[Stored data]
══════════════════════════════
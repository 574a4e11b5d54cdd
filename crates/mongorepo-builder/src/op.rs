//! MongoDB operator names
//!
//! See the operator reference at <https://www.mongodb.com/docs/manual/reference/operator/>.

use std::fmt;

/// Query and update operators used by the builders.
#[derive(Debug, Clone, Copy, PartialEq, Eq, Hash)]
pub enum Op {
    // Comparison
    /// Matches values that are equal to a specified value.
    Eq,
    /// Matches values that are greater than a specified value.
    Gt,
    /// Matches values that are greater than or equal to a specified value.
    Gte,
    /// Matches any of the values specified in an array.
    In,
    /// Matches values that are less than a specified value.
    Lt,
    /// Matches values that are less than or equal to a specified value.
    Lte,
    /// Matches all values that are not equal to a specified value.
    Ne,
    /// Matches none of the values specified in an array.
    Nin,
    /// Matches values against a regular expression.
    Regex,

    // Element
    /// Matches documents that have the specified field.
    Exists,
    /// Selects documents if a field is of the specified type.
    Type,

    // Logical
    /// Joins query clauses with a logical AND.
    And,
    /// Inverts the effect of a query expression.
    Not,
    /// Joins query clauses with a logical NOR.
    Nor,
    /// Joins query clauses with a logical OR.
    Or,

    // Array
    /// Adds elements to an array only if they do not already exist in the set.
    AddToSet,
    /// Removes the first or last item of an array.
    Pop,
    /// Removes all array elements that match a specified query.
    Pull,
    /// Adds an item to an array.
    Push,
    /// Removes all matching values from an array.
    PullAll,
    /// Matches arrays with at least one element matching all criteria.
    ElemMatch,

    // Field update
    Set,
    Unset,
    Inc,
}

impl Op {
    /// Every operator, in declaration order.
    pub const ALL: [Op; 24] = [
        Op::Eq,
        Op::Gt,
        Op::Gte,
        Op::In,
        Op::Lt,
        Op::Lte,
        Op::Ne,
        Op::Nin,
        Op::Regex,
        Op::Exists,
        Op::Type,
        Op::And,
        Op::Not,
        Op::Nor,
        Op::Or,
        Op::AddToSet,
        Op::Pop,
        Op::Pull,
        Op::Push,
        Op::PullAll,
        Op::ElemMatch,
        Op::Set,
        Op::Unset,
        Op::Inc,
    ];

    /// The `$`-prefixed name MongoDB expects.
    pub fn as_str(&self) -> &'static str {
        match self {
            Op::Eq => "$eq",
            Op::Gt => "$gt",
            Op::Gte => "$gte",
            Op::In => "$in",
            Op::Lt => "$lt",
            Op::Lte => "$lte",
            Op::Ne => "$ne",
            Op::Nin => "$nin",
            Op::Regex => "$regex",
            Op::Exists => "$exists",
            Op::Type => "$type",
            Op::And => "$and",
            Op::Not => "$not",
            Op::Nor => "$nor",
            Op::Or => "$or",
            Op::AddToSet => "$addToSet",
            Op::Pop => "$pop",
            Op::Pull => "$pull",
            Op::Push => "$push",
            Op::PullAll => "$pullAll",
            Op::ElemMatch => "$elemMatch",
            Op::Set => "$set",
            Op::Unset => "$unset",
            Op::Inc => "$inc",
        }
    }

    /// Looks an operator up by its `$`-prefixed name.
    pub fn from_name(name: &str) -> Option<Op> {
        Op::ALL.iter().copied().find(|op| op.as_str() == name)
    }

    /// Returns true for the top-level logical operators (`$and`, `$or`, `$nor`).
    pub fn is_logical(&self) -> bool {
        matches!(self, Op::And | Op::Or | Op::Nor)
    }
}

impl fmt::Display for Op {
    fn fmt(&self, f: &mut fmt::Formatter<'_>) -> fmt::Result {
        f.write_str(self.as_str())
    }
}

impl From<Op> for String {
    fn from(op: Op) -> Self {
        op.as_str().to_string()
    }
}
══════════════════════════════
#### Your task
Across the records above, return every line that contains the word "item".

#### Answer section
    /// Removes the first or last item of an array.
    /// Adds an item to an array.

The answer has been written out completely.